The current public EV charging infrastructure is scarce enough without having internal combustion engine (ICE) cars taking up charging spots. While there may have been some confusion when public car charging first hit the scene, there really isn't much of an excuse for parking an ICE car in an EV charging spot anymore. Which is why, according to ABC News, in certain parts of Australia, you can actually be fined for doing so, up to $3,200.
Four of Australia's states and territories—Australia Capital Territory (ACT), Victoria, New South Wales (NSW), and Queensland—have introduced fines for parking an ICE car in an EV charging spot. The fines range from the lowest in Victoria ($369), to the highest in ACT ($3,200) for what is now called "ICE-ing."

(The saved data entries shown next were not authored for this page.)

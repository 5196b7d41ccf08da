//! Health check endpoint for container orchestration.
//!
//! A liveness probe only: it answers without touching the database.

/// Health check handler.
pub async fn health() -> &'static str {
    "ok"
}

The fines are doled out in penalty units, which are standardized amounts of money used to calculate fine costs and their values are different based on state or territory. For instance, in Victoria, the current penalty unit value is $184.92, so if someone is charged with ten penalty units, they would have to pay $1,849.20.
If these fines seem a bit steep for simply parking in the wrong spot, Australian Electric Vehicle Association national president Chris Jones said they're necessary to educate the public.
"There needs to be an acknowledgement that there are places you can park and places you can't, and right in front of an EV charger is one where you can't." Jones told ABC News.
The reason for Australia's emphasis on this issue is the scarcity of public chargers relative to EV customers. According to Electric Vehicle Council policy head Jake Whitehead, there are around 80,000 EVs in Australia and open public chargers are already hard to come by. So a parking mistake by a combustion car owner might seem trivial to them but isn't trivial to an EV owner in desperate need of a charge.